Would you please transcribe, exactly as written, the lines of the entries below starting at the one that holds "Bytes needed to" and ending at the one that holds "for this frame.", both included?

======== EXTRACTED MATERIAL

//! Frame metadata types

use std::fmt;
use std::str::FromStr;

use crate::dng_pipeline::common::error::{ConversionError, Result};
use crate::dng_pipeline::metadata::timecode::Timecode;

/// EXIF LightSource value for D65, the DNG default calibration illuminant.
pub const ILLUMINANT_D65: u16 = 21;

pub const IDENTITY_MATRIX: [[f64; 3]; 3] = [[1.0, 0.0, 0.0], [0.0, 1.0, 0.0], [0.0, 0.0, 1.0]];

/// 2x2 color filter array layout, named from the top-left pixel.
#[derive(Debug, Clone, Copy, PartialEq, Eq, Default)]
pub enum BayerPattern {
    #[default]
    Rggb,
    Bggr,
    Grbg,
    Gbrg,
}

impl BayerPattern {
    /// CFAPattern tag bytes (0 = red, 1 = green, 2 = blue), row-major.
    pub fn cfa_pattern(self) -> [u8; 4] {
        match self {
            BayerPattern::Rggb => [0, 1, 1, 2],
            BayerPattern::Bggr => [2, 1, 1, 0],
            BayerPattern::Grbg => [1, 0, 2, 1],
            BayerPattern::Gbrg => [1, 2, 0, 1],
        }
    }
}

impl FromStr for BayerPattern {
    type Err = String;

    fn from_str(pattern: &str) -> std::result::Result<Self, Self::Err> {
        Ok(match pattern.to_ascii_lowercase().as_str() {
            "rggb" => Self::Rggb,
            "bggr" => Self::Bggr,
            "grbg" => Self::Grbg,
            "gbrg" => Self::Gbrg,
            _ => return Err(format!("Unknown Bayer pattern: {}", pattern)),
        })
    }
}

impl fmt::Display for BayerPattern {
    fn fmt(&self, f: &mut fmt::Formatter<'_>) -> fmt::Result {
        let name = match self {
            BayerPattern::Rggb => "RGGB",
            BayerPattern::Bggr => "BGGR",
            BayerPattern::Grbg => "GRBG",
            BayerPattern::Gbrg => "GBRG",
        };
        f.write_str(name)
    }
}

/// Display orientation, clockwise rotation needed to view the frame upright.
#[derive(Debug, Clone, Copy, PartialEq, Eq, Default)]
pub enum Orientation {
    #[default]
    Normal,
    Rotate90,
    Rotate180,
    Rotate270,
}

impl Orientation {
    /// TIFF/EXIF Orientation value.
    pub fn tiff_value(self) -> u16 {
        match self {
            Orientation::Normal => 1,
            Orientation::Rotate90 => 6,
            Orientation::Rotate180 => 3,
            Orientation::Rotate270 => 8,
        }
    }

    /// Derives the rotation from the upper-left 2x2 of a QuickTime display
    /// matrix (`a b / c d`, any fixed-point scale). Anything that is not a
    /// pure quarter-turn maps to `Normal`.
    pub fn from_display_matrix(a: i32, b: i32, c: i32, d: i32) -> Self {
        match (a.signum(), b.signum(), c.signum(), d.signum()) {
            (0, 1, -1, 0) => Orientation::Rotate90,
            (-1, 0, 0, -1) => Orientation::Rotate180,
            (0, -1, 1, 0) => Orientation::Rotate270,
            _ => Orientation::Normal,
        }
    }
}

#[derive(Debug, Clone, Copy, PartialEq, Eq)]
pub struct FrameRate {
    pub numerator: u32,
    pub denominator: u32,
}

impl FrameRate {
    pub fn new(numerator: u32, denominator: u32) -> Self {
        Self { numerator, denominator }
    }

    pub fn as_f64(&self) -> f64 {
        if self.denominator == 0 {
            0.0
        } else {
            f64::from(self.numerator) / f64::from(self.denominator)
        }
    }

    /// Whole frames per second used for timecode counting (29.97 -> 30).
    pub fn nominal(&self) -> u32 {
        self.as_f64().round() as u32
    }
}

impl fmt::Display for FrameRate {
    fn fmt(&self, f: &mut fmt::Formatter<'_>) -> fmt::Result {
        write!(f, "{:.3} fps", self.as_f64())
    }
}

/// Complete metadata for one frame.
#[derive(Debug, Clone, PartialEq)]
pub struct FrameMetadata {
    pub width: u32,
    pub height: u32,
    pub bits_per_sample: u16,
    pub bayer_pattern: BayerPattern,
    /// XYZ to camera matrix, row-major (DNG ColorMatrix1 semantics).
    pub color_matrix: [[f64; 3]; 3],
    /// Multipliers applied to R, G, B to neutralise the scene illuminant.
    pub white_balance_gains: [f64; 3],
    pub black_level: u32,
    pub white_level: u32,
    pub iso_sensitivity: Option<u32>,
    /// Exposure time in seconds.
    pub exposure_time: Option<f64>,
    pub capture_timecode: Option<Timecode>,
    pub frame_rate: Option<FrameRate>,
    pub orientation: Orientation,
    pub calibration_illuminant: u16,
    pub camera_make: Option<String>,
    pub camera_model: Option<String>,
    pub frame_index: u64,
}

impl FrameMetadata {
    /// Metadata with the documented defaults for every optional field.
    pub fn new(width: u32, height: u32, bits_per_sample: u16) -> Self {
        let white_level = max_value_for_bits(bits_per_sample);
        Self {
            width,
            height,
            bits_per_sample,
            bayer_pattern: BayerPattern::default(),
            color_matrix: IDENTITY_MATRIX,
            white_balance_gains: [1.0, 1.0, 1.0],
            black_level: 0,
            white_level,
            iso_sensitivity: None,
            exposure_time: None,
            capture_timecode: None,
            frame_rate: None,
            orientation: Orientation::default(),
            calibration_illuminant: ILLUMINANT_D65,
            camera_make: None,
            camera_model: None,
            frame_index: 0,
        }
    }

    pub fn max_sample_value(&self) -> u32 {
        max_value_for_bits(self.bits_per_sample)
    }

    /// Bytes needed to hold one unpacked sample (`ceil(bits / 8)`).
    pub fn bytes_per_sample(&self) -> usize {
        usize::from(self.bits_per_sample).div_ceil(8)
    }

    pub fn pixel_count(&self) -> usize {
        self.width as usize * self.height as usize
    }

    /// Byte size of the unpacked sensor buffer for this frame.
    pub fn expected_buffer_len(&self) -> usize {
        self.pixel_count() * self.bytes_per_sample()
    }

    pub fn with_frame_index(mut self, frame_index: u64) -> Self {
        self.frame_index = frame_index;
        self
    }

    /// Applies every field present in `overrides`, leaving the rest untouched.
    pub fn merged(mut self, overrides: &PartialFrameMetadata) -> Self {
        if let Some(pattern) = overrides.bayer_pattern {
            self.bayer_pattern = pattern;
        }
        if let Some(matrix) = overrides.color_matrix {
            self.color_matrix = matrix;
        }
        if let Some(gains) = overrides.white_balance_gains {
            self.white_balance_gains = gains;
        }
        if let Some(black) = overrides.black_level {
            self.black_level = black;
        }
        if let Some(white) = overrides.white_level {
            self.white_level = white;
        }
        if let Some(iso) = overrides.iso_sensitivity {
            self.iso_sensitivity = Some(iso);
        }
        if let Some(exposure) = overrides.exposure_time {
            self.exposure_time = Some(exposure);
        }
        if let Some(timecode) = overrides.capture_timecode {
            self.capture_timecode = Some(timecode);
        }
        if let Some(rate) = overrides.frame_rate {
            self.frame_rate = Some(rate);
        }
        if let Some(orientation) = overrides.orientation {
            self.orientation = orientation;
        }
        if let Some(illuminant) = overrides.calibration_illuminant {
            self.calibration_illuminant = illuminant;
        }
        if let Some(make) = &overrides.camera_make {
            self.camera_make = Some(make.clone());
        }
        if let Some(model) = &overrides.camera_model {
            self.camera_model = Some(model.clone());
        }
        self
    }

    pub fn validate(&self) -> Result<()> {
        if self.width == 0 || self.height == 0 {
            return Err(ConversionError::Metadata(format!(
                "invalid dimensions {}x{}",
                self.width, self.height
            )));
        }
        if !(1..=16).contains(&self.bits_per_sample) {
            return Err(ConversionError::Metadata(format!(
                "unsupported bit depth {}",
                self.bits_per_sample
            )));
        }
        if self.white_level > self.max_sample_value() {
            return Err(ConversionError::Metadata(format!(
                "white level {} exceeds {}-bit range",
                self.white_level, self.bits_per_sample
            )));
        }
        if self.black_level >= self.white_level {
            return Err(ConversionError::Metadata(format!(
                "black level {} is not below white level {}",
                self.black_level, self.white_level
            )));
        }
        if self.white_balance_gains.iter().any(|g| !g.is_finite() || *g <= 0.0) {
            return Err(ConversionError::Metadata(format!(
                "white balance gains must be positive, got {:?}",
                self.white_balance_gains
            )));
        }
        if self.color_matrix.iter().flatten().any(|v| !v.is_finite()) {
            return Err(ConversionError::Metadata("color matrix contains non-finite values".to_string()));
        }
        Ok(())
    }
}

fn max_value_for_bits(bits: u16) -> u32 {
    if bits == 0 || bits > 32 {
        0
    } else {
        ((1u64 << bits) - 1) as u32
    }
}

/// Per-frame metadata fields that override asset defaults when present.
#[derive(Debug, Clone, Default, PartialEq)]
pub struct PartialFrameMetadata {
    pub bayer_pattern: Option<BayerPattern>,
    pub color_matrix: Option<[[f64; 3]; 3]>,
    pub white_balance_gains: Option<[f64; 3]>,
    pub black_level: Option<u32>,
    pub white_level: Option<u32>,
    pub iso_sensitivity: Option<u32>,
    pub exposure_time: Option<f64>,
    pub capture_timecode: Option<Timecode>,
    pub frame_rate: Option<FrameRate>,
    pub orientation: Option<Orientation>,
    pub calibration_illuminant: Option<u16>,
    pub camera_make: Option<String>,
    pub camera_model: Option<String>,
}

#[cfg(test)]
mod tests {
    use super::*;

    #[test]
    fn test_defaults() {
        let meta = FrameMetadata::new(100, 50, 12);
        assert_eq!(meta.white_level, 4095);
        assert_eq!(meta.black_level, 0);
        assert_eq!(meta.color_matrix, IDENTITY_MATRIX);
        assert_eq!(meta.bytes_per_sample(), 2);
        assert_eq!(meta.expected_buffer_len(), 100 * 50 * 2);
        assert!(meta.validate().is_ok());
    }

    #[test]
    fn test_merge_overrides_only_present_fields() {
        let base = FrameMetadata::new(64, 32, 14);
        let overrides = PartialFrameMetadata {
            black_level: Some(512),
            iso_sensitivity: Some(800),
            ..Default::default()
        };
        let merged = base.clone().merged(&overrides);
        assert_eq!(merged.black_level, 512);
        assert_eq!(merged.iso_sensitivity, Some(800));
        assert_eq!(merged.white_level, base.white_level);
        assert_eq!(merged.bayer_pattern, base.bayer_pattern);
    }

    #[test]
    fn test_validate_rejects_black_above_white() {
        let mut meta = FrameMetadata::new(10, 10, 12);
        meta.black_level = 4095;
        assert!(matches!(meta.validate(), Err(ConversionError::Metadata(_))));
    }

    #[test]
    fn test_validate_rejects_white_outside_bit_depth() {
        let mut meta = FrameMetadata::new(10, 10, 10);
        meta.white_level = 4095;
        assert!(matches!(meta.validate(), Err(ConversionError::Metadata(_))));
    }

    #[test]
    fn test_orientation_from_matrix() {
        let one = 0x10000;
        assert_eq!(Orientation::from_display_matrix(one, 0, 0, one), Orientation::Normal);
        assert_eq!(Orientation::from_display_matrix(0, one, -one, 0), Orientation::Rotate90);
        assert_eq!(Orientation::from_display_matrix(-one, 0, 0, -one), Orientation::Rotate180);
        assert_eq!(Orientation::from_display_matrix(0, -one, one, 0), Orientation::Rotate270);
        assert_eq!(Orientation::Rotate90.tiff_value(), 6);
    }

    #[test]
    fn test_bayer_pattern_parsing() {
        assert_eq!("gbrg".parse::<BayerPattern>(), Ok(BayerPattern::Gbrg));
        assert_eq!("RGGB".parse::<BayerPattern>(), Ok(BayerPattern::Rggb));
        assert!("rgbw".parse::<BayerPattern>().is_err());
        assert_eq!(BayerPattern::Bggr.cfa_pattern(), [2, 1, 1, 0]);
    }

    #[test]
    fn test_frame_rate_nominal() {
        assert_eq!(FrameRate::new(30000, 1001).nominal(), 30);
        assert_eq!(FrameRate::new(24, 1).nominal(), 24);
        assert_eq!(FrameRate::new(1, 0).as_f64(), 0.0);
    }
}
//! Minimal TIFF/DNG reader for IFD0.
//!
//! Covers what this crate writes: classic TIFF in either byte order, one
//! directory, uncompressed strips.

use std::collections::BTreeMap;
use std::path::Path;

use byteorder::{BigEndian, ByteOrder, LittleEndian};

use crate::dng_pipeline::common::bitpack::unpack_msb;
use crate::dng_pipeline::common::error::{ConversionError, Result};
use crate::dng_pipeline::dng::tags::{self, TagValue};

#[derive(Debug, Clone, Copy, PartialEq, Eq)]
pub enum TiffByteOrder {
    LittleEndian,
    BigEndian,
}

/// A parsed DNG: its IFD0 fields plus the file bytes they point into.
#[derive(Debug, Clone)]
pub struct DngFile {
    byte_order: TiffByteOrder,
    tags: BTreeMap<u16, TagValue>,
    data: Vec<u8>,
}

fn invalid(msg: impl Into<String>) -> ConversionError {
    ConversionError::InvalidDng(msg.into())
}

impl DngFile {
    pub fn read(path: &Path) -> Result<Self> {
        Self::parse(std::fs::read(path)?)
    }

    pub fn parse(data: Vec<u8>) -> Result<Self> {
        if data.len() < 8 {
            return Err(invalid("file is shorter than a TIFF header"));
        }
        let (byte_order, tags) = match &data[..2] {
            b"II" => (TiffByteOrder::LittleEndian, parse_ifd0::<LittleEndian>(&data)?),
            b"MM" => (TiffByteOrder::BigEndian, parse_ifd0::<BigEndian>(&data)?),
            _ => return Err(invalid("missing TIFF byte-order mark")),
        };
        Ok(Self { byte_order, tags, data })
    }

    pub fn byte_order(&self) -> TiffByteOrder {
        self.byte_order
    }

    pub fn tag(&self, tag: u16) -> Option<&TagValue> {
        self.tags.get(&tag)
    }

    /// First value of an integer tag.
    pub fn u32(&self, tag: u16) -> Option<u32> {
        self.tag(tag).and_then(TagValue::as_u32)
    }

    /// Tags in ascending numeric order.
    pub fn tags(&self) -> impl Iterator<Item = (u16, &TagValue)> {
        self.tags.iter().map(|(t, v)| (*t, v))
    }

    /// Bytes of the first image strip.
    pub fn strip(&self) -> Result<&[u8]> {
        let offset = self
            .u32(tags::STRIP_OFFSETS)
            .ok_or_else(|| invalid("missing StripOffsets"))? as usize;
        let len = self
            .u32(tags::STRIP_BYTE_COUNTS)
            .ok_or_else(|| invalid("missing StripByteCounts"))? as usize;
        self.data
            .get(offset..offset + len)
            .ok_or_else(|| invalid(format!("strip {}+{} lies outside the file", offset, len)))
    }

    /// Decodes the CFA strip into row-major samples.
    pub fn samples(&self) -> Result<Vec<u16>> {
        let width = self.u32(tags::IMAGE_WIDTH).ok_or_else(|| invalid("missing ImageWidth"))? as usize;
        let height = self.u32(tags::IMAGE_LENGTH).ok_or_else(|| invalid("missing ImageLength"))? as usize;
        let bits = self.u32(tags::BITS_PER_SAMPLE).ok_or_else(|| invalid("missing BitsPerSample"))? as u16;
        if !(1..=16).contains(&bits) {
            return Err(invalid(format!("unsupported BitsPerSample {}", bits)));
        }
        if self.u32(tags::COMPRESSION).unwrap_or(1) != 1 {
            return Err(invalid("compressed strips are not supported"));
        }

        let strip = self.strip()?;
        let samples = if bits == 16 {
            let mut samples = vec![0u16; strip.len() / 2];
            match self.byte_order {
                TiffByteOrder::LittleEndian => LittleEndian::read_u16_into(&strip[..samples.len() * 2], &mut samples),
                TiffByteOrder::BigEndian => BigEndian::read_u16_into(&strip[..samples.len() * 2], &mut samples),
            }
            samples
        } else {
            unpack_msb(strip, bits, width)
        };

        if samples.len() != width * height {
            return Err(invalid(format!(
                "strip holds {} samples, expected {}x{}",
                samples.len(),
                width,
                height
            )));
        }
        Ok(samples)
    }
}

fn type_size(field_type: u16) -> Option<usize> {
    Some(match field_type {
        1 | 2 | 6 | 7 => 1,
        3 | 8 => 2,
        4 | 9 | 11 => 4,
        5 | 10 | 12 => 8,
        _ => return None,
    })
}

fn parse_ifd0<B: ByteOrder>(data: &[u8]) -> Result<BTreeMap<u16, TagValue>> {
    if B::read_u16(&data[2..4]) != 42 {
        return Err(invalid("not a classic TIFF (magic is not 42)"));
    }
    let ifd = B::read_u32(&data[4..8]) as usize;
    let count_bytes = data
        .get(ifd..ifd + 2)
        .ok_or_else(|| invalid(format!("IFD0 offset {} is outside the file", ifd)))?;
    let entries = B::read_u16(count_bytes) as usize;

    let mut tags = BTreeMap::new();
    for i in 0..entries {
        let at = ifd + 2 + i * 12;
        let entry = data
            .get(at..at + 12)
            .ok_or_else(|| invalid(format!("IFD entry {} is truncated", i)))?;
        let tag = B::read_u16(&entry[0..2]);
        let field_type = B::read_u16(&entry[2..4]);
        let count = B::read_u32(&entry[4..8]) as usize;

        let Some(size) = type_size(field_type) else {
            continue;
        };
        let total = size
            .checked_mul(count)
            .ok_or_else(|| invalid(format!("tag {} has an absurd count", tag)))?;
        let bytes = if total <= 4 {
            &entry[8..8 + total]
        } else {
            let offset = B::read_u32(&entry[8..12]) as usize;
            data.get(offset..offset + total)
                .ok_or_else(|| invalid(format!("tag {} points outside the file", tag)))?
        };

        tags.insert(tag, decode_value::<B>(field_type, bytes));
    }
    Ok(tags)
}

fn decode_value<B: ByteOrder>(field_type: u16, bytes: &[u8]) -> TagValue {
    match field_type {
        1 => TagValue::Byte(bytes.to_vec()),
        2 => TagValue::Ascii(
            String::from_utf8_lossy(bytes)
                .trim_end_matches('\0')
                .to_string(),
        ),
        3 => TagValue::Short(bytes.chunks_exact(2).map(B::read_u16).collect()),
        4 => TagValue::Long(bytes.chunks_exact(4).map(B::read_u32).collect()),
        5 => TagValue::Rational(
            bytes
                .chunks_exact(8)
                .map(|c| (B::read_u32(&c[..4]), B::read_u32(&c[4..])))
                .collect(),
        ),
        10 => TagValue::SRational(
            bytes
                .chunks_exact(8)
                .map(|c| (B::read_i32(&c[..4]), B::read_i32(&c[4..])))
                .collect(),
        ),
        _ => TagValue::Undefined(bytes.to_vec()),
    }
}

#[cfg(test)]
mod tests {
    use super::*;

    /// Big-endian TIFF with one IFD: width 2, height 1, 16-bit, one strip.
    fn big_endian_tiff() -> Vec<u8> {
        let mut out = Vec::new();
        out.extend_from_slice(b"MM");
        out.extend_from_slice(&42u16.to_be_bytes());
        out.extend_from_slice(&8u32.to_be_bytes());

        let entries: [(u16, u16, u32, u32); 6] = [
            (tags::IMAGE_WIDTH, 4, 1, 2),
            (tags::IMAGE_LENGTH, 4, 1, 1),
            (tags::BITS_PER_SAMPLE, 3, 1, 16 << 16),
            (tags::STRIP_OFFSETS, 4, 1, 8 + 2 + 6 * 12 + 4),
            (tags::STRIP_BYTE_COUNTS, 4, 1, 4),
            (tags::CFA_PATTERN, 1, 4, 0x0001_0102),
        ];
        out.extend_from_slice(&(entries.len() as u16).to_be_bytes());
        for (tag, field_type, count, value) in entries {
            out.extend_from_slice(&tag.to_be_bytes());
            out.extend_from_slice(&field_type.to_be_bytes());
            out.extend_from_slice(&count.to_be_bytes());
            out.extend_from_slice(&value.to_be_bytes());
        }
        out.extend_from_slice(&0u32.to_be_bytes());
        out.extend_from_slice(&[0x0F, 0xFF, 0x00, 0x40]);
        out
    }

    #[test]
    fn test_parses_big_endian() {
        let dng = DngFile::parse(big_endian_tiff()).unwrap();
        assert_eq!(dng.byte_order(), TiffByteOrder::BigEndian);
        assert_eq!(dng.u32(tags::BITS_PER_SAMPLE), Some(16));
        assert_eq!(dng.tag(tags::CFA_PATTERN), Some(&TagValue::Byte(vec![0, 1, 1, 2])));
        assert_eq!(dng.samples().unwrap(), vec![0x0FFF, 0x0040]);
    }

    #[test]
    fn test_rejects_non_tiff() {
        assert!(matches!(
            DngFile::parse(b"GIF89a\0\0\0\0".to_vec()),
            Err(ConversionError::InvalidDng(_))
        ));
        assert!(DngFile::parse(b"II".to_vec()).is_err());
    }

    #[test]
    fn test_strip_outside_file() {
        let mut bytes = big_endian_tiff();
        bytes.truncate(bytes.len() - 2);
        let dng = DngFile::parse(bytes).unwrap();
        assert!(dng.strip().is_err());
    }
}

================

RESPONSE TO THE TASK
    /// Bytes needed to hold one unpacked sample (`ceil(bits / 8)`).
    pub fn bytes_per_sample(&self) -> usize {
        usize::from(self.bits_per_sample).div_ceil(8)
    }

    pub fn pixel_count(&self) -> usize {
        self.width as usize * self.height as usize
    }

    /// Byte size of the unpacked sensor buffer for this frame.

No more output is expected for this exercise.